● Items from a data source:

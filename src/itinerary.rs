//! Core itinerary store for Tripdeck
//!
//! This module contains the ordered collection of destinations, the
//! validation applied when a new stop is added, and the errors that
//! validation can produce.

use chrono::{Months, NaiveDate, NaiveTime};
use serde::{Deserialize, Serialize};
use thiserror::Error;

/// One itinerary stop with a name, date, and time.
#[derive(Debug, Clone, PartialEq, Eq, Serialize, Deserialize)]
pub struct Destination {
    /// Display name of the stop (never empty)
    pub name: String,
    /// Calendar date of the stop
    pub date: NaiveDate,
    /// Arrival time, 12:00 when the user left the field blank
    pub time: NaiveTime,
}

/// Errors produced when a destination fails validation.
///
/// All variants are user errors: the add is aborted with no state
/// change and the message is shown as a notice. None are fatal; the
/// user corrects the input and resubmits.
#[derive(Debug, Clone, PartialEq, Eq, Error)]
pub enum ValidationError {
    /// Destination name is empty after trimming
    #[error("Please enter a destination")]
    EmptyName,

    /// Date field is empty after trimming
    #[error("Please select a date")]
    EmptyDate,

    /// Date field is present but not a valid calendar date
    #[error("Invalid date '{0}': expected YYYY-MM-DD")]
    InvalidDate(String),

    /// Date is earlier than today
    #[error("Cannot select a date before today")]
    DateInPast,

    /// Date is more than one year past today
    #[error("Cannot plan trips more than one year in advance")]
    DateTooFarFuture,

    /// Date falls after the trip's end date
    #[error("Destination date cannot be after trip end date")]
    DateAfterTripEnd,

    /// Time field is present but not a valid HH:MM time
    #[error("Invalid time '{0}': expected HH:MM")]
    InvalidTime(String),
}

/// Returns the time stored when the user leaves the time field blank.
pub fn default_time() -> NaiveTime {
    NaiveTime::from_hms_opt(12, 0, 0).expect("12:00 is a valid time")
}

/// Returns the latest date a destination may be planned for: one
/// calendar year past `today`. The boundary date itself is accepted.
pub fn max_planning_date(today: NaiveDate) -> NaiveDate {
    today
        .checked_add_months(Months::new(12))
        .unwrap_or(NaiveDate::MAX)
}

/// The ordered collection of all destinations for the current session.
///
/// Invariant: the sequence is always sorted ascending by `(date, time)`.
/// The collection starts empty, grows by append + re-sort, shrinks by
/// index removal, and is never persisted.
#[derive(Debug, Default)]
pub struct Itinerary {
    stops: Vec<Destination>,
}

impl Itinerary {
    /// Creates an empty itinerary.
    pub fn new() -> Self {
        Self { stops: Vec::new() }
    }

    /// Returns the stops in their sorted order.
    pub fn stops(&self) -> &[Destination] {
        &self.stops
    }

    /// Returns the number of stops.
    pub fn len(&self) -> usize {
        self.stops.len()
    }

    /// Returns true if no stops have been added.
    pub fn is_empty(&self) -> bool {
        self.stops.is_empty()
    }

    /// Validates and adds a destination from raw field input.
    ///
    /// Checks run in a fixed order and the first failure wins: name
    /// present, date present, date well-formed, date not before
    /// `today`, date at most one year ahead, date not after `trip_end`
    /// (when set, the end date itself is allowed). A blank time stores
    /// 12:00. On success the stop is appended and the whole sequence
    /// re-sorted by `(date, time)`.
    ///
    /// `today` is passed in rather than read from the clock so that
    /// validation is a pure function of its arguments.
    pub fn add(
        &mut self,
        name: &str,
        date: &str,
        time: &str,
        trip_end: Option<NaiveDate>,
        today: NaiveDate,
    ) -> Result<(), ValidationError> {
        let name = name.trim();
        if name.is_empty() {
            return Err(ValidationError::EmptyName);
        }

        let date = date.trim();
        if date.is_empty() {
            return Err(ValidationError::EmptyDate);
        }
        let date: NaiveDate = date
            .parse()
            .map_err(|_| ValidationError::InvalidDate(date.to_string()))?;

        if date < today {
            return Err(ValidationError::DateInPast);
        }
        if date > max_planning_date(today) {
            return Err(ValidationError::DateTooFarFuture);
        }
        if let Some(end) = trip_end {
            if date > end {
                return Err(ValidationError::DateAfterTripEnd);
            }
        }

        let time = time.trim();
        let time = if time.is_empty() {
            default_time()
        } else {
            NaiveTime::parse_from_str(time, "%H:%M")
                .map_err(|_| ValidationError::InvalidTime(time.to_string()))?
        };

        self.stops.push(Destination {
            name: name.to_string(),
            date,
            time,
        });
        self.stops.sort_by_key(|stop| (stop.date, stop.time));
        Ok(())
    }

    /// Removes the stop at `index`, shifting later stops down.
    ///
    /// Out-of-range indices are a silent no-op: the UI only ever hands
    /// back indices it rendered.
    pub fn remove(&mut self, index: usize) {
        if index < self.stops.len() {
            self.stops.remove(index);
        }
    }
}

● Work to be completed: Copy task for the entries above: every line with the string "year".

● Exercise solution:
    /// Date is more than one year past today
    #[error("Cannot plan trips more than one year in advance")]
/// calendar year past `today`. The boundary date itself is accepted.
    /// `today`, date at most one year ahead, date not after `trip_end`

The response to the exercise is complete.